Amid this most “aggressive” campaign, the report finds, Hezbollah sympathizers and supporters are also reportedly engaged in fundraising and support activity in Venezuela. All the while, Venezuela and Iran continue to strengthen their alliance through “economic, financial, and diplomatic cooperation […] as well as limited military related agreements.”
In May 2011, the U.S. levied sanctions against Venezuela’s national oil company for violating the Iran Sanctions Act, and then re-imposed sanctions against the Venezuela Military Industries Company for violating the Iran, North Korea, and Syria Non-Proliferation Act.
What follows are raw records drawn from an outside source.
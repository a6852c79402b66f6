//! Fare binning: quartile bands with a deterministic equal-width fallback.
//!
//! Quantile edges use linear interpolation between order statistics. When
//! duplicate fare values collapse the four quartile bins (fewer than five
//! distinct edges), the binner falls back to three equal-width bands over
//! the full fare range instead of failing.

use log::warn;

use super::model::FareBand;

/// q-th quantile (0.0..=1.0) of an ascending-sorted slice, linearly
/// interpolated between neighbors. Returns `None` on an empty slice.
pub(crate) fn quantile(sorted: &[f64], q: f64) -> Option<f64> {
    if sorted.is_empty() {
        return None;
    }
    let pos = q.clamp(0.0, 1.0) * (sorted.len() - 1) as f64;
    let lo = pos.floor() as usize;
    let hi = pos.ceil() as usize;
    if lo == hi {
        return Some(sorted[lo]);
    }
    let frac = pos - lo as f64;
    Some(sorted[lo] + frac * (sorted[hi] - sorted[lo]))
}

/// How observed fares map to a [`FareBand`].
#[derive(Debug, Clone, PartialEq)]
enum Scheme {
    /// Right-closed quartile bands; `edges[0]` is the minimum, `edges[4]`
    /// the maximum.
    Quartiles { edges: [f64; 5] },
    /// Three equal-width bands over [min, max].
    EqualWidth { min: f64, width: f64 },
}

/// Assigns fare bands. Fitted once per preparation from the observed
/// (non-missing) fares.
#[derive(Debug, Clone, PartialEq)]
pub struct FareBinner {
    scheme: Scheme,
}

impl FareBinner {
    /// Fit a binner to the observed fares. Returns `None` when no fares
    /// were observed at all, in which case no row can carry a band anyway.
    pub fn fit(fares: &[f64]) -> Option<FareBinner> {
        if fares.is_empty() {
            return None;
        }
        let mut sorted: Vec<f64> = fares.to_vec();
        sorted.sort_by(f64::total_cmp);

        let edges = [
            quantile(&sorted, 0.0)?,
            quantile(&sorted, 0.25)?,
            quantile(&sorted, 0.5)?,
            quantile(&sorted, 0.75)?,
            quantile(&sorted, 1.0)?,
        ];

        let distinct = edges.windows(2).all(|w| w[0] < w[1]);
        if distinct {
            return Some(FareBinner {
                scheme: Scheme::Quartiles { edges },
            });
        }

        let min = sorted[0];
        let max = sorted[sorted.len() - 1];
        warn!(
            "fare quartile edges collapsed ({edges:?}); \
             falling back to 3 equal-width bands over [{min}, {max}]"
        );
        Some(FareBinner {
            scheme: Scheme::EqualWidth {
                min,
                width: (max - min) / 3.0,
            },
        })
    }

    /// True when the equal-width fallback is active.
    pub fn is_fallback(&self) -> bool {
        matches!(self.scheme, Scheme::EqualWidth { .. })
    }

    /// Band for a fare. Total: values outside the fitted range clamp into
    /// the nearest band.
    pub fn band(&self, fare: f64) -> FareBand {
        match &self.scheme {
            Scheme::Quartiles { edges } => {
                if fare <= edges[1] {
                    FareBand::Q1
                } else if fare <= edges[2] {
                    FareBand::Q2
                } else if fare <= edges[3] {
                    FareBand::Q3
                } else {
                    FareBand::Q4
                }
            }
            Scheme::EqualWidth { min, width } => {
                // Zero width means every observed fare was identical; the
                // midpoint band mirrors what an equal-width cut of a padded
                // degenerate range produces.
                if *width <= 0.0 {
                    return FareBand::Medium;
                }
                let idx = ((fare - min) / width).floor();
                if idx < 1.0 {
                    FareBand::Low
                } else if idx < 2.0 {
                    FareBand::Medium
                } else {
                    FareBand::High
                }
            }
        }
    }
}

/// Equal-width histogram edges for a numeric column: `bins + 1` boundaries
/// over [min, max]. `None` when `values` is empty or `bins` is zero.
pub(crate) fn histogram_edges(values: &[f64], bins: usize) -> Option<Vec<f64>> {
    if values.is_empty() || bins == 0 {
        return None;
    }
    let min = values.iter().copied().fold(f64::INFINITY, f64::min);
    let max = values.iter().copied().fold(f64::NEG_INFINITY, f64::max);
    let width = (max - min) / bins as f64;
    Some((0..=bins).map(|i| min + i as f64 * width).collect())
}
Venezuelan President Hugo Chávez’ coziness with dictators goes beyond Iran. He provides both material and moral support to Syrian President Bashar al-Assad, who currently may be responsible for the deaths of 20,000 people. Then there’s that storied “bromance” between Chávez and the Castro brothers, who continue to rule the Cuban island with an iron fist.
Beyond the rogue relations, the report mentions that a number of Venezuelans, including senior officials, have been designated for their connections to terrorist organizations, like Spain’s Euskadi Ta Askatasuna (Basque Homeland and Freedom—ETA) separatist group and Colombia’s Fuerzas Armadas Revolucionarias de Colombia (Revolutionary Armed Forces of Colombia—FARC) guerrilla organization, and various drug cartels.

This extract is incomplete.